Tak hanya itu, para calon kepala daerah juga diminta untuk mengendalikan massa pendukung agar tetap mematuhi protokol kesehatan. Sebab jika pasangan calon gagal mengendalikan aktivitas massa pendukung, dikhawatirkan pilkada akan jadi kluster baru penularan Covid-19. Apalagi pilkada serentak tahun ini digelar di 270 daerah yang terdiri dari 9 provinsi, 224 kabupaten, dan 37 kota.
Batasi pengunjung
Sebenarnya KPU sudah berupaya mencegah penularan Covid-19 dengan membatasi jumlah pengunjung, termasuk saat pendaftaran pemilih. Namun, KPU tidak bisa mencegah massa yang turut mengantar bakal pasangan calon mendaftar pilkada karena bukan kewenangan penyelenggara pemilu.

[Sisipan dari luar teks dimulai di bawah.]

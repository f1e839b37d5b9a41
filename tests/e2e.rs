//! End-to-end tests against a mock conversion service.
//!
//! Each test starts its own `wiremock` server, so they run offline and in
//! parallel. Files are written into per-test temp directories.

use docconv::{
    validate_word_document, CandidateFile, ClientConfig, ConversionClient,
    ConversionProgressCallback, Converter, DirectorySink, DocConvError, Direction, Host,
    PanelStatus, Tab, ValidationError, WordFormat, MAX_UPLOAD_BYTES,
};
use std::sync::{Arc, Mutex};
use std::time::Duration;
use tempfile::TempDir;
use wiremock::matchers::{body_string_contains, method, path, query_param};
use wiremock::{Mock, MockServer, ResponseTemplate};

const DOCX_MIME: &str = "application/vnd.openxmlformats-officedocument.wordprocessingml.document";

// ── Test helpers ─────────────────────────────────────────────────────────────

fn client_for(server: &MockServer) -> ConversionClient {
    let config = ClientConfig::builder()
        .base_url(server.uri())
        .build()
        .unwrap();
    ConversionClient::new(config).unwrap()
}

fn docx(name: &str) -> CandidateFile {
    CandidateFile::from_bytes(name, DOCX_MIME, b"PK fake docx body".to_vec())
}

fn pdf(name: &str) -> CandidateFile {
    CandidateFile::from_bytes(name, "application/pdf", b"%PDF-1.4 fake".to_vec())
}

#[derive(Default)]
struct RecordingCallback {
    events: Mutex<Vec<String>>,
}

impl RecordingCallback {
    fn events(&self) -> Vec<String> {
        self.events.lock().unwrap().clone()
    }
}

impl ConversionProgressCallback for RecordingCallback {
    fn on_upload_start(&self, file_name: &str, size: u64) {
        self.events
            .lock()
            .unwrap()
            .push(format!("upload {file_name} {size}"));
    }

    fn on_response(&self, status: u16) {
        self.events.lock().unwrap().push(format!("status {status}"));
    }

    fn on_conversion_complete(&self, file_name: &str, bytes: u64) {
        self.events
            .lock()
            .unwrap()
            .push(format!("done {file_name} {bytes}"));
    }

    fn on_conversion_error(&self, message: &str) {
        self.events.lock().unwrap().push(format!("error {message}"));
    }
}

// ── Client ───────────────────────────────────────────────────────────────────

#[tokio::test]
async fn word_to_pdf_uses_server_file_name() {
    let server = MockServer::start().await;
    Mock::given(method("POST"))
        .and(path("/api/document/convert"))
        .and(body_string_contains("name=\"file\""))
        .and(body_string_contains("filename=\"resume.docx\""))
        .respond_with(
            ResponseTemplate::new(200)
                .insert_header("Content-Disposition", "attachment; filename=\"report.pdf\"")
                .insert_header("Content-Type", "application/pdf")
                .set_body_bytes(b"%PDF-1.7 converted".to_vec()),
        )
        .expect(1)
        .mount(&server)
        .await;

    let artifact = client_for(&server)
        .convert(&docx("resume.docx"), Direction::WordToPdf)
        .await
        .unwrap();

    assert_eq!(artifact.file_name(), "report.pdf");
    assert_eq!(artifact.bytes(), b"%PDF-1.7 converted");
    assert_eq!(artifact.content_type(), Some("application/pdf"));
}

#[tokio::test]
async fn missing_disposition_falls_back_to_default_name() {
    let server = MockServer::start().await;
    Mock::given(method("POST"))
        .and(path("/api/document/convert"))
        .respond_with(ResponseTemplate::new(200).set_body_bytes(b"%PDF".to_vec()))
        .mount(&server)
        .await;
    Mock::given(method("POST"))
        .and(path("/api/document/convert-to-word"))
        .respond_with(ResponseTemplate::new(200).set_body_bytes(b"PK".to_vec()))
        .mount(&server)
        .await;

    let client = client_for(&server);
    let a = client
        .convert(&docx("a.docx"), Direction::WordToPdf)
        .await
        .unwrap();
    let b = client
        .convert(&pdf("b.pdf"), Direction::PdfToWord(WordFormat::Docx))
        .await
        .unwrap();

    assert_eq!(a.file_name(), "converted.pdf");
    assert_eq!(b.file_name(), "converted.docx");
}

#[tokio::test]
async fn pdf_to_word_sends_target_format() {
    let server = MockServer::start().await;
    Mock::given(method("POST"))
        .and(path("/api/document/convert-to-word"))
        .and(query_param("targetFormat", "doc"))
        .respond_with(ResponseTemplate::new(200).set_body_bytes(b"legacy".to_vec()))
        .expect(1)
        .mount(&server)
        .await;

    let artifact = client_for(&server)
        .convert(&pdf("scan.pdf"), Direction::PdfToWord(WordFormat::Doc))
        .await
        .unwrap();
    assert_eq!(artifact.file_name(), "converted.doc");
}

#[tokio::test]
async fn server_detail_becomes_the_message() {
    let server = MockServer::start().await;
    Mock::given(method("POST"))
        .respond_with(
            ResponseTemplate::new(400).set_body_json(serde_json::json!({ "detail": "bad format" })),
        )
        .mount(&server)
        .await;

    let err = client_for(&server)
        .convert(&docx("a.docx"), Direction::WordToPdf)
        .await
        .unwrap_err();

    assert_eq!(err.to_string(), "bad format");
    assert_eq!(err.status(), Some(400));
}

#[tokio::test]
async fn unparseable_error_body_is_generic() {
    let server = MockServer::start().await;
    Mock::given(method("POST"))
        .respond_with(ResponseTemplate::new(500).set_body_string("<html>oops</html>"))
        .mount(&server)
        .await;

    let err = client_for(&server)
        .convert(&docx("a.docx"), Direction::WordToPdf)
        .await
        .unwrap_err();
    assert_eq!(err.to_string(), "Conversion failed");
}

#[tokio::test]
async fn unreachable_service_is_a_request_error() {
    // Port 1 on loopback refuses connections.
    let config = ClientConfig::builder()
        .base_url("http://127.0.0.1:1")
        .build()
        .unwrap();
    let err = ConversionClient::new(config)
        .unwrap()
        .convert(&docx("a.docx"), Direction::WordToPdf)
        .await
        .unwrap_err();

    match err {
        DocConvError::Request { message } => assert!(!message.is_empty()),
        other => panic!("expected Request, got {other:?}"),
    }
}

#[tokio::test]
async fn slow_service_times_out() {
    let server = MockServer::start().await;
    Mock::given(method("POST"))
        .respond_with(ResponseTemplate::new(200).set_delay(Duration::from_secs(5)))
        .mount(&server)
        .await;

    let config = ClientConfig::builder()
        .base_url(server.uri())
        .request_timeout_secs(1)
        .build()
        .unwrap();
    let err = ConversionClient::new(config)
        .unwrap()
        .convert(&docx("a.docx"), Direction::WordToPdf)
        .await
        .unwrap_err();

    assert!(matches!(err, DocConvError::Timeout { secs: 1 }));
    assert_eq!(err.to_string(), "Request timed out after 1s");
}

#[tokio::test]
async fn huge_content_length_is_a_failure_not_an_abort() {
    use tokio::io::{AsyncReadExt, AsyncWriteExt};

    let listener = tokio::net::TcpListener::bind("127.0.0.1:0").await.unwrap();
    let addr = listener.local_addr().unwrap();
    let server = tokio::spawn(async move {
        let (mut socket, _) = listener.accept().await.unwrap();
        // Drain the multipart request up to its closing boundary.
        let mut request = Vec::new();
        let mut buf = [0u8; 4096];
        while !request.windows(4).any(|w| w == b"--\r\n") {
            let n = socket.read(&mut buf).await.unwrap();
            if n == 0 {
                break;
            }
            request.extend_from_slice(&buf[..n]);
        }
        socket
            .write_all(b"HTTP/1.1 200 OK\r\nContent-Length: 4000000000000000000\r\n\r\nabc")
            .await
            .unwrap();
        socket.shutdown().await.ok();
    });

    let config = ClientConfig::builder()
        .base_url(format!("http://{addr}"))
        .build()
        .unwrap();
    let outcome = ConversionClient::new(config)
        .unwrap()
        .convert(&docx("a.docx"), Direction::WordToPdf)
        .await;

    assert!(matches!(outcome, Err(DocConvError::Request { .. })));
    server.await.unwrap();
}

#[tokio::test]
async fn unparseable_content_type_still_uploads() {
    let server = MockServer::start().await;
    Mock::given(method("POST"))
        .and(path("/api/document/convert"))
        .and(body_string_contains("application/octet-stream"))
        .respond_with(ResponseTemplate::new(200).set_body_bytes(b"%PDF".to_vec()))
        .expect(1)
        .mount(&server)
        .await;

    let file = CandidateFile::from_bytes("resume.docx", "docx", b"PK body".to_vec());
    validate_word_document(Some(&file)).unwrap();

    let artifact = client_for(&server)
        .convert(&file, Direction::WordToPdf)
        .await
        .unwrap();
    assert_eq!(artifact.file_name(), "converted.pdf");
}

#[tokio::test]
async fn raw_utf8_disposition_name_is_kept() {
    let server = MockServer::start().await;
    let disposition = reqwest::header::HeaderValue::from_bytes(
        "attachment; filename=\"résumé.pdf\"".as_bytes(),
    )
    .unwrap();
    Mock::given(method("POST"))
        .respond_with(
            ResponseTemplate::new(200)
                .insert_header("Content-Disposition", disposition)
                .set_body_bytes(b"%PDF".to_vec()),
        )
        .mount(&server)
        .await;

    let artifact = client_for(&server)
        .convert(&docx("résumé.docx"), Direction::WordToPdf)
        .await
        .unwrap();
    assert_eq!(artifact.file_name(), "résumé.pdf");
}

#[tokio::test]
async fn supported_formats_are_parsed() {
    let server = MockServer::start().await;
    Mock::given(method("GET"))
        .and(path("/api/document/formats"))
        .respond_with(ResponseTemplate::new(200).set_body_json(serde_json::json!({
            "sourceFormats": [".doc", ".docx"],
            "targetFormats": [".pdf"]
        })))
        .mount(&server)
        .await;

    let formats = client_for(&server).supported_formats().await.unwrap();
    assert_eq!(formats.source_formats, vec![".doc", ".docx"]);
    assert_eq!(formats.target_formats, vec![".pdf"]);
}

#[tokio::test]
async fn progress_callback_sees_the_exchange() {
    let server = MockServer::start().await;
    Mock::given(method("POST"))
        .respond_with(
            ResponseTemplate::new(200)
                .insert_header("Content-Disposition", "attachment; filename=out.pdf")
                .set_body_bytes(vec![7u8; 64]),
        )
        .mount(&server)
        .await;

    let recorder = Arc::new(RecordingCallback::default());
    let config = ClientConfig::builder()
        .base_url(server.uri())
        .progress_callback(recorder.clone() as Arc<dyn ConversionProgressCallback>)
        .build()
        .unwrap();
    ConversionClient::new(config)
        .unwrap()
        .convert(&docx("in.docx"), Direction::WordToPdf)
        .await
        .unwrap();

    assert_eq!(
        recorder.events(),
        vec![
            "upload in.docx 17".to_string(),
            "status 200".to_string(),
            "done out.pdf 64".to_string(),
        ]
    );
}

// ── Admission ────────────────────────────────────────────────────────────────

#[tokio::test]
async fn oversized_file_on_disk_is_rejected() {
    let dir = TempDir::new().unwrap();
    let path = dir.path().join("huge.docx");
    // Sparse: no 50 MB of real writes.
    let file = std::fs::File::create(&path).unwrap();
    file.set_len(MAX_UPLOAD_BYTES + 1).unwrap();
    drop(file);

    let candidate = CandidateFile::open(&path).await.unwrap();
    let err = validate_word_document(Some(&candidate)).unwrap_err();
    assert_eq!(err, ValidationError::TooLarge {
        size: MAX_UPLOAD_BYTES + 1,
        max: MAX_UPLOAD_BYTES,
    });
    assert_eq!(err.to_string(), "File size must be less than 50MB");
}

#[tokio::test]
async fn rejected_file_never_reaches_the_service() {
    let server = MockServer::start().await;
    Mock::given(method("POST"))
        .respond_with(ResponseTemplate::new(200))
        .expect(0)
        .mount(&server)
        .await;

    let dir = TempDir::new().unwrap();
    let mut host = Host::new(
        Arc::new(client_for(&server)),
        Arc::new(DirectorySink::new(dir.path())),
    );
    let panel = host.active_panel_mut();
    let err = panel.select_file(Some(pdf("scan.pdf"))).unwrap_err();

    assert_eq!(
        err.to_string(),
        "Invalid file format. Allowed formats: .doc, .docx"
    );
    assert_eq!(panel.status(), PanelStatus::Error);
    assert_eq!(panel.convert().await, PanelStatus::Error);
}

// ── Host + panel + sink ──────────────────────────────────────────────────────

#[tokio::test]
async fn resume_is_converted_and_saved() {
    let server = MockServer::start().await;
    Mock::given(method("POST"))
        .and(path("/api/document/convert"))
        .respond_with(
            ResponseTemplate::new(200)
                .insert_header("Content-Disposition", "attachment; filename=\"resume.pdf\"")
                .set_body_bytes(b"%PDF-1.7 resume".to_vec()),
        )
        .expect(1)
        .mount(&server)
        .await;

    let input_dir = TempDir::new().unwrap();
    let input = input_dir.path().join("resume.docx");
    std::fs::write(&input, vec![b'x'; 2048]).unwrap();

    let out_dir = TempDir::new().unwrap();
    let mut host = Host::new(
        Arc::new(client_for(&server)),
        Arc::new(DirectorySink::new(out_dir.path())),
    );
    assert_eq!(host.active_tab(), Tab::WordToPdf);

    let panel = host.active_panel_mut();
    let candidate = CandidateFile::open(&input).await.unwrap();
    assert_eq!(candidate.content_type(), DOCX_MIME);
    panel.select_file(Some(candidate)).unwrap();

    assert_eq!(panel.convert().await, PanelStatus::Success);
    let saved = out_dir.path().join("resume.pdf");
    assert_eq!(panel.delivered_to(), Some(saved.as_path()));
    assert_eq!(std::fs::read(&saved).unwrap(), b"%PDF-1.7 resume");
    assert!(panel.error_message().is_none());
    // Kept for another attempt.
    assert_eq!(panel.file().map(CandidateFile::name), Some("resume.docx"));
}

#[tokio::test]
async fn server_error_leaves_panel_ready_to_retry() {
    let server = MockServer::start().await;
    Mock::given(method("POST"))
        .respond_with(
            ResponseTemplate::new(422).set_body_json(serde_json::json!({ "title": "Unprocessable" })),
        )
        .up_to_n_times(1)
        .mount(&server)
        .await;
    Mock::given(method("POST"))
        .respond_with(ResponseTemplate::new(200).set_body_bytes(b"PK".to_vec()))
        .mount(&server)
        .await;

    let out_dir = TempDir::new().unwrap();
    let mut host = Host::new(
        Arc::new(client_for(&server)),
        Arc::new(DirectorySink::new(out_dir.path())),
    );
    host.select_tab(Tab::PdfToWord);
    let panel = host.active_panel_mut();
    panel.select_file(Some(pdf("scan.pdf"))).unwrap();

    assert_eq!(panel.convert().await, PanelStatus::Error);
    assert_eq!(panel.error_message(), Some("Unprocessable"));
    assert!(panel.can_convert());

    assert_eq!(panel.convert().await, PanelStatus::Success);
    assert_eq!(
        panel.delivered_to(),
        Some(out_dir.path().join("converted.docx").as_path())
    );
}

#[tokio::test]
async fn client_is_usable_through_the_converter_seam() {
    let server = MockServer::start().await;
    Mock::given(method("POST"))
        .respond_with(ResponseTemplate::new(200).set_body_bytes(b"%PDF".to_vec()))
        .mount(&server)
        .await;

    let converter: Arc<dyn Converter> = Arc::new(client_for(&server));
    let artifact = converter
        .convert(&docx("a.docx"), Direction::WordToPdf)
        .await
        .unwrap();
    assert_eq!(artifact.len(), 4);
}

”Sebenarnya kalau di area pendaftaran di kantor KPU, semua berjalan sesuai dengan protokol kesehatan. Hanya saja di luar memang ada pengerahan massa, tetapi itu bukan menjadi kewenangan kami untuk mengatur,” kata Ketua Divisi Hukum dan Pengawasan KPU Kabupaten Bantul Mestri Widodo.
KPU sudah berupaya mencegah penularan Covid-19 dengan membatasi jumlah pengunjung, termasuk saat pendaftaran pemilih. Namun, KPU tidak bisa mencegah massa yang turut mengantar bakal pasangan calon mendaftar ikut pilkada.
Senada dengan Mestri, anggota KPU Provinsi Riau, Nugroho Noto Susanto, mengatakan, KPU hanya bisa membatasi pengunjung di aula kantor. Meski sudah memberikan imbauan agar kontestan pilkada tak mengerahkan massa saat pendaftaran, KPU tidak memiliki kewenangan untuk bertindak saat ada pelanggaran.
Tahapan pendaftaran bakal pasangan calon kepala daerah menjadi pelajaran bagi KPU untuk lebih memperketat pencegahan Covid-19. Salah satunya saat tahapan pengundian nomor urut pasangan calon kepala daerah pada 24 September.
”Jalan di sekitar Kantor KPU Bantul akan disterilkan hingga 100 meter. Para bakal calon dengan pendukung terbatas harus berjalan kaki 100 meter menuju Kantor KPU Bantul. Ini ikhtiar kami untuk mencegah penularan Covid-19,” kata Mestri menjelaskan.